Professional services for the fourth quarter of 2006 increased $0.6
million or 17.0% over the third quarter of 2006 to $4.1 million and
decreased $0.8 million or 15.7% from the fourth quarter of 2005.
The increase over the third quarter of 2006 was the result of
additional consulting expenses related to information technology
functions filling open staffing positions for routine operations
while existing staff focused on the merger and system integration
planning activities. For the full year of 2006, professional
services totaled $15.3 million, a decrease of $1.9 million or 11.2%
from the same period of last year. The decreases were the result of
several initiatives during late 2005 and early 2006 targeted at
developing corporate strategies to produce enhanced profitability
and revenue momentum, enhance overall corporate risk management and
ensure regulatory compliance. Equipment costs for the fourth
quarter of 2006 totaled $5.0 million, an increase of $1.8 million
over both the third quarter of 2006 and the fourth quarter of 2005.

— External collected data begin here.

//! Response envelopes returned by the HTTP API.
//!
//! Every response carries a `status` tag and, on failure, a human-readable
//! `message`. Payload fields are omitted when absent.

use chrono::{DateTime, Utc};
use serde::{Deserialize, Serialize};

// =============================================================================
// Status
// =============================================================================

/// Outcome tag shared by every response body.
#[derive(Debug, Clone, Copy, PartialEq, Eq, Serialize, Deserialize)]
#[serde(rename_all = "snake_case")]
pub enum ResponseStatus {
    Success,
    Failure,
}

/// Body used when there is no payload, and for transport-level rejections.
#[derive(Debug, Clone, PartialEq, Eq, Serialize, Deserialize)]
pub struct StatusResponse {
    pub status: ResponseStatus,
    #[serde(default, skip_serializing_if = "Option::is_none")]
    pub message: Option<String>,
}

impl StatusResponse {
    pub fn success() -> Self {
        Self {
            status: ResponseStatus::Success,
            message: None,
        }
    }

    pub fn failure(message: impl Into<String>) -> Self {
        Self {
            status: ResponseStatus::Failure,
            message: Some(message.into()),
        }
    }
}

// =============================================================================
// Sign-up
// =============================================================================

/// Denormalized view of a freshly created enrollment.
#[derive(Debug, Clone, PartialEq, Eq, Serialize, Deserialize)]
pub struct CourseEnrollmentData {
    pub id: i64,
    pub student_id: i64,
    pub student_email: String,
    pub course_id: i64,
    pub course_name: String,
    pub status: i32,
    pub create_time: DateTime<Utc>,
    pub update_time: DateTime<Utc>,
}

#[derive(Debug, Clone, PartialEq, Eq, Serialize, Deserialize)]
pub struct CourseSignUpResponse {
    pub status: ResponseStatus,
    #[serde(default, skip_serializing_if = "Option::is_none")]
    pub message: Option<String>,
    #[serde(default, skip_serializing_if = "Option::is_none")]
    pub enrollment_data: Option<CourseEnrollmentData>,
}

impl CourseSignUpResponse {
    pub fn success(data: CourseEnrollmentData) -> Self {
        Self {
            status: ResponseStatus::Success,
            message: None,
            enrollment_data: Some(data),
        }
    }

    pub fn failure(message: impl Into<String>) -> Self {
        Self {
            status: ResponseStatus::Failure,
            message: Some(message.into()),
            enrollment_data: None,
        }
    }
}

// =============================================================================
// Course listing
// =============================================================================

#[derive(Debug, Clone, PartialEq, Eq, Serialize, Deserialize)]
pub struct CourseDetailData {
    pub course_id: i64,
    pub course_name: String,
    pub status: i32,
    pub create_time: DateTime<Utc>,
    pub update_time: DateTime<Utc>,
}

#[derive(Debug, Clone, PartialEq, Eq, Serialize, Deserialize)]
pub struct ListCoursesResponse {
    pub status: ResponseStatus,
    #[serde(default, skip_serializing_if = "Option::is_none")]
    pub message: Option<String>,
    #[serde(default, skip_serializing_if = "Option::is_none")]
    pub courses: Option<Vec<CourseDetailData>>,
}

impl ListCoursesResponse {
    pub fn success(courses: Vec<CourseDetailData>) -> Self {
        Self {
            status: ResponseStatus::Success,
            message: None,
            courses: Some(courses),
        }
    }

    pub fn failure(message: impl Into<String>) -> Self {
        Self {
            status: ResponseStatus::Failure,
            message: Some(message.into()),
            courses: None,
        }
    }
}

// =============================================================================
// Cancellation
// =============================================================================

pub type CancelCourseResponse = StatusResponse;

// =============================================================================
// Classmates
// =============================================================================

#[derive(Debug, Clone, PartialEq, Eq, Serialize, Deserialize)]
pub struct ClassmateData {
    pub student_id: String,
    pub student_email: String,
}

#[derive(Debug, Clone, PartialEq, Eq, Serialize, Deserialize)]
pub struct CourseClassmatesData {
    pub course_id: i64,
    pub course_name: String,
    pub class_mates: Vec<ClassmateData>,
}

#[derive(Debug, Clone, PartialEq, Eq, Serialize, Deserialize)]
pub struct ListClassmatesResponse {
    pub status: ResponseStatus,
    #[serde(default, skip_serializing_if = "Option::is_none")]
    pub message: Option<String>,
    #[serde(default)]
    pub courses: Vec<CourseClassmatesData>,
}

impl ListClassmatesResponse {
    pub fn success(courses: Vec<CourseClassmatesData>) -> Self {
        Self {
            status: ResponseStatus::Success,
            message: None,
            courses,
        }
    }

    pub fn failure(message: impl Into<String>) -> Self {
        Self {
            status: ResponseStatus::Failure,
            message: Some(message.into()),
            courses: Vec::new(),
        }
    }
}
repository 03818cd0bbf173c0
//! Error types for port operations.

/// Repository operation errors with context for debugging.
#[derive(Debug, thiserror::Error)]
pub enum RepoError {
    /// Database operation failed - includes operation name for tracing.
    #[error("Database error in {operation}: {message}")]
    Database {
        operation: &'static str,
        message: String,
    },

    /// Stored data could not be mapped back into a domain value.
    #[error("Serialization error: {0}")]
    Serialization(String),

    /// Business constraint violated.
    #[error("Constraint violation: {0}")]
    ConstraintViolation(String),

    /// A uniqueness constraint rejected the write.
    #[error("{entity_type} already exists: {key}")]
    AlreadyExists {
        entity_type: &'static str,
        key: String,
    },

    /// An update matched zero rows.
    #[error("no rows were updated in {operation}")]
    NoRowsAffected { operation: &'static str },
}

impl RepoError {
    /// Create a Database error with operation context.
    pub fn database(operation: &'static str, message: impl ToString) -> Self {
        Self::Database {
            operation,
            message: message.to_string(),
        }
    }

    /// Create a Serialization error.
    pub fn serialization(message: impl ToString) -> Self {
        Self::Serialization(message.to_string())
    }

    /// Create a ConstraintViolation error.
    pub fn constraint(message: impl ToString) -> Self {
        Self::ConstraintViolation(message.to_string())
    }

    pub fn already_exists(entity_type: &'static str, key: impl ToString) -> Self {
        Self::AlreadyExists {
            entity_type,
            key: key.to_string(),
        }
    }

    pub fn no_rows_affected(operation: &'static str) -> Self {
        Self::NoRowsAffected { operation }
    }

    pub fn is_already_exists(&self) -> bool {
        matches!(self, Self::AlreadyExists { .. })
    }

    pub fn is_no_rows_affected(&self) -> bool {
        matches!(self, Self::NoRowsAffected { .. })
    }
}

#[cfg(test)]
mod tests {
    use super::*;

    #[test]
    fn no_rows_affected_message() {
        let err = RepoError::no_rows_affected("update_status");
        assert!(err.is_no_rows_affected());
        assert_eq!(err.to_string(), "no rows were updated in update_status");
    }

    #[test]
    fn database_error_carries_operation() {
        let err = RepoError::database("get_student", "connection refused");
        assert_eq!(
            err.to_string(),
            "Database error in get_student: connection refused"
        );
        assert!(!err.is_already_exists());
    }
}
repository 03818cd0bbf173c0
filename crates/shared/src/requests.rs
//! Request payloads accepted by the HTTP API.

use serde::{Deserialize, Serialize};

/// Body of `POST /signup`.
#[derive(Debug, Clone, Copy, PartialEq, Eq, Serialize, Deserialize)]
pub struct CourseSignUpRequest {
    #[serde(default)]
    pub student_id: i64,
    #[serde(default)]
    pub course_id: i64,
}

/// Body of `POST /cancel`.
#[derive(Debug, Clone, Copy, PartialEq, Eq, Serialize, Deserialize)]
pub struct CancelCourseRequest {
    #[serde(default)]
    pub student_id: i64,
    #[serde(default)]
    pub course_id: i64,
}

/// Query string of `GET /courses` and `GET /classmates`.
///
/// Kept as raw text so the handlers can tell "missing" apart from "not a number".
#[derive(Debug, Clone, Default, PartialEq, Eq, Serialize, Deserialize)]
pub struct StudentQuery {
    #[serde(default)]
    pub student_id: Option<String>,
}

#[cfg(test)]
mod tests {
    use super::*;

    #[test]
    fn missing_ids_default_to_zero() {
        let req: CourseSignUpRequest =
            serde_json::from_str(r#"{"student_id": 5}"#).expect("deserialize");
        assert_eq!(req.student_id, 5);
        assert_eq!(req.course_id, 0);
    }
}
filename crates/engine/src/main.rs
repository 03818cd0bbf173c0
//! Course Management Engine - Main entry point.

use std::sync::Arc;

use anyhow::Context;
use axum::http::{HeaderValue, Method};
use tower_http::cors::{Any, CorsLayer};
use tower_http::trace::TraceLayer;
use tracing_subscriber::{layer::SubscriberExt, util::SubscriberInitExt};

use coursemgmt_engine::{
    api,
    infrastructure::{clock::SystemClock, config::AppConfig, ports::ClockPort, sqlite},
    App,
};

#[tokio::main]
async fn main() -> anyhow::Result<()> {
    // Load environment from repo root before reading any configuration.
    load_dotenv_from_repo_root();

    // Initialize logging
    tracing_subscriber::registry()
        .with(
            tracing_subscriber::EnvFilter::try_from_default_env()
                .unwrap_or_else(|_| "coursemgmt_engine=debug,tower_http=debug".into()),
        )
        .with(tracing_subscriber::fmt::layer())
        .init();

    tracing::info!("Starting Course Management Engine");

    let config = AppConfig::load().context("failed to load configuration")?;

    let clock: Arc<dyn ClockPort> = Arc::new(SystemClock::new());

    // Connect to the store
    tracing::info!(database_url = %config.database_url, "Connecting to database");
    let pool = sqlite::connect(&config.database_url)
        .await
        .context("failed to connect to database")?;
    sqlite::ensure_schema(&pool)
        .await
        .context("failed to initialize database schema")?;

    let repos = sqlite::SqliteRepositories::new(pool.clone(), clock.clone());
    let app = Arc::new(App::new(repos, clock).with_request_timeout(config.request_timeout));

    let mut router = api::http::routes()
        .with_state(app)
        .layer(TraceLayer::new_for_http());

    if let Some(cors) = build_cors_layer(&config.cors_allowed_origins) {
        router = router.layer(cors);
    }

    // Start server
    let addr = config.listen_addr()?;
    tracing::info!("Listening on {}", addr);

    let listener = tokio::net::TcpListener::bind(addr)
        .await
        .with_context(|| format!("failed to bind {addr}"))?;
    axum::serve(listener, router)
        .with_graceful_shutdown(shutdown_signal())
        .await?;

    pool.close().await;
    tracing::info!("Server stopped");

    Ok(())
}

fn load_dotenv_from_repo_root() {
    let repo_root = std::path::Path::new(env!("CARGO_MANIFEST_DIR"))
        .join("..")
        .join("..");

    // Prefer local overrides.
    for filename in [".env.local", ".env"] {
        let path = repo_root.join(filename);
        if path.exists() {
            let _ = dotenvy::from_path(path);
        }
    }
}

fn build_cors_layer(allowed_origins: &[String]) -> Option<CorsLayer> {
    if allowed_origins.is_empty() {
        return None;
    }

    let mut cors = CorsLayer::new()
        .allow_methods([Method::GET, Method::POST, Method::OPTIONS])
        .allow_headers([axum::http::header::CONTENT_TYPE]);

    if allowed_origins.iter().any(|o| o == "*") {
        cors = cors.allow_origin(Any);
    } else {
        let origins: Vec<HeaderValue> = allowed_origins
            .iter()
            .filter_map(|s| HeaderValue::from_str(s).ok())
            .collect();

        if origins.is_empty() {
            return None;
        }

        cors = cors.allow_origin(origins);
    }

    Some(cors)
}

async fn shutdown_signal() {
    let ctrl_c = async {
        if let Err(e) = tokio::signal::ctrl_c().await {
            tracing::warn!(error = %e, "Failed to listen for Ctrl-C");
            std::future::pending::<()>().await;
        }
    };

    #[cfg(unix)]
    let terminate = async {
        match tokio::signal::unix::signal(tokio::signal::unix::SignalKind::terminate()) {
            Ok(mut signal) => {
                signal.recv().await;
            }
            Err(e) => {
                tracing::warn!(error = %e, "Failed to listen for SIGTERM");
                std::future::pending::<()>().await;
            }
        }
    };

    #[cfg(not(unix))]
    let terminate = std::future::pending::<()>();

    tokio::select! {
        _ = ctrl_c => {},
        _ = terminate => {},
    }

    tracing::info!("Shutdown signal received, draining connections");
}
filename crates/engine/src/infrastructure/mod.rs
//! Infrastructure implementations.
//!
//! Contains port trait implementations for external dependencies.

pub mod clock;
pub mod config;
pub mod ports;
pub mod sqlite;
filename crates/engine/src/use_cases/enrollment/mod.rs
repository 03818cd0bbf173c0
//! Enrollment use cases.
//!
//! Sign-up, cancellation and the two enrollment listings.

use std::sync::Arc;

mod cancel;
mod error;
mod list_classmates;
mod list_courses;
mod sign_up;
mod types;

pub use cancel::CancelCourse;
pub use error::EnrollmentError;
pub use list_classmates::ListClassmates;
pub use list_courses::ListCourses;
pub use sign_up::CourseSignUp;
pub use types::{Classmate, CourseClassmates, EnrolledCourse, SignUpResult};

/// Container for enrollment use cases.
pub struct EnrollmentUseCases {
    pub sign_up: Arc<CourseSignUp>,
    pub list_courses: Arc<ListCourses>,
    pub cancel: Arc<CancelCourse>,
    pub list_classmates: Arc<ListClassmates>,
}

impl EnrollmentUseCases {
    pub fn new(
        sign_up: Arc<CourseSignUp>,
        list_courses: Arc<ListCourses>,
        cancel: Arc<CancelCourse>,
        list_classmates: Arc<ListClassmates>,
    ) -> Self {
        Self {
            sign_up,
            list_courses,
            cancel,
            list_classmates,
        }
    }
}
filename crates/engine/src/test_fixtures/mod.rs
//! Test fixtures loader for JSON fixture files and common test helpers.
//!
//! # Usage
//!
//! ```rust,ignore
//! use crate::test_fixtures::campus_seeder::TestDatabase;
//!
//! #[tokio::test]
//! async fn lists_courses() {
//!     let db = TestDatabase::seeded().await;
//!     // ... test logic against db.pool
//! }
//! ```

pub mod campus_seeder;

use std::path::PathBuf;

use chrono::{DateTime, TimeZone, Utc};
use coursemgmt_domain::{Course, CourseId, Student, StudentId};

// =============================================================================
// Fixture Loading
// =============================================================================

/// Load a JSON fixture from test_data/ directory.
///
/// # Panics
///
/// Panics if the fixture file cannot be read or parsed.
pub fn load_fixture<T: serde::de::DeserializeOwned>(path: &str) -> T {
    let fixture_path = PathBuf::from(env!("CARGO_MANIFEST_DIR"))
        .join("test_data")
        .join(path);
    let content = std::fs::read_to_string(&fixture_path).unwrap_or_else(|e| {
        panic!(
            "Failed to read fixture '{}': {}",
            fixture_path.display(),
            e
        )
    });
    serde_json::from_str(&content).unwrap_or_else(|e| {
        panic!(
            "Failed to parse fixture '{}': {}",
            fixture_path.display(),
            e
        )
    })
}

// =============================================================================
// Common Builders
// =============================================================================

/// A whole-second timestamp, so values survive a round trip through the store.
pub fn fixed_time() -> DateTime<Utc> {
    Utc.timestamp_opt(1_700_000_000, 0)
        .single()
        .expect("valid fixed timestamp")
}

pub fn student(id: i64, email: &str) -> Student {
    Student::new(StudentId::new(id), email, fixed_time())
}

pub fn course(id: i64, name: &str) -> Course {
    Course::new(CourseId::new(id), name, fixed_time())
}
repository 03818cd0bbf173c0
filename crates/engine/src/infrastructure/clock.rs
//! Clock implementations.

use crate::infrastructure::ports::ClockPort;
use chrono::{DateTime, Utc};

/// System clock - uses real time.
pub struct SystemClock;

impl SystemClock {
    pub fn new() -> Self {
        Self
    }
}

impl Default for SystemClock {
    fn default() -> Self {
        Self::new()
    }
}

impl ClockPort for SystemClock {
    fn now(&self) -> DateTime<Utc> {
        Utc::now()
    }
}

/// Fixed clock for testing.
#[cfg(test)]
pub struct FixedClock(pub DateTime<Utc>);

#[cfg(test)]
impl ClockPort for FixedClock {
    fn now(&self) -> DateTime<Utc> {
        self.0
    }
}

The increases were the result of $2.0 million in additional
depreciation in the fourth quarter of 2006 as a result of aligning
the service life of previously acquired equipment with the current
capitalization policy. For the full year of 2006, equipment costs
totaled $14.7 million, essentially unchanged from the same period
in 2005. Data processing fees for the fourth quarter of 2006
totaled $3.8 million, essentially unchanged from the third quarter
of 2006 and the fourth quarter of 2005. For the full year of 2006,
data processing fees totaled $15.0 million, an increase of $1.2
million or 8.6% over the same period of 2005. The increase was the
result of implementing enhanced technology initiatives related to
customer online banking functionality in the fourth quarter of
2005. Advertising and public relations expense for the fourth
quarter of 2006 increased $0.5 million or 40.5% over the third
quarter of 2006 to $1.7 million and decreased $0.9 million or 33.8%
from the fourth quarter of 2005. The increase over the third
quarter of 2006 was the result of product campaigns initiated in
the third quarter of 2006 as well as market research and customer
communication related to the Republic merger. The decrease from the
fourth quarter of 2005 was the result of several product campaigns
focused on creating deposit generation during the fourth quarter of
2005, partially offset by the aforementioned market research and
customer communication in the fourth quarter of 2006 related to the
Republic merger. For the full year of 2006, advertising and public
relations expense totaled $5.9 million, a decrease of $2.0 million
or 25.1% from the same period of 2005. The decrease was the result
of an overall reduction in the amount of market-specific
advertising completed in 2006. Telephone expense for the fourth
quarter of 2006 totaled $1.5 million, an increase of $0.1 million
or 9.5% over the third quarter of 2006 and an increase of $0.2
million or 14.5% over the fourth quarter of 2005. For the full year
of 2006, telephone expense totaled $5.8 million, an increase of
$0.3 million or 5.4% over the same period of 2005. The increases
were the result of higher cell phone volume, higher usage charges
as a result of the acquisition of the previous provider, and more
audio conferences to bring the merger integration teams together.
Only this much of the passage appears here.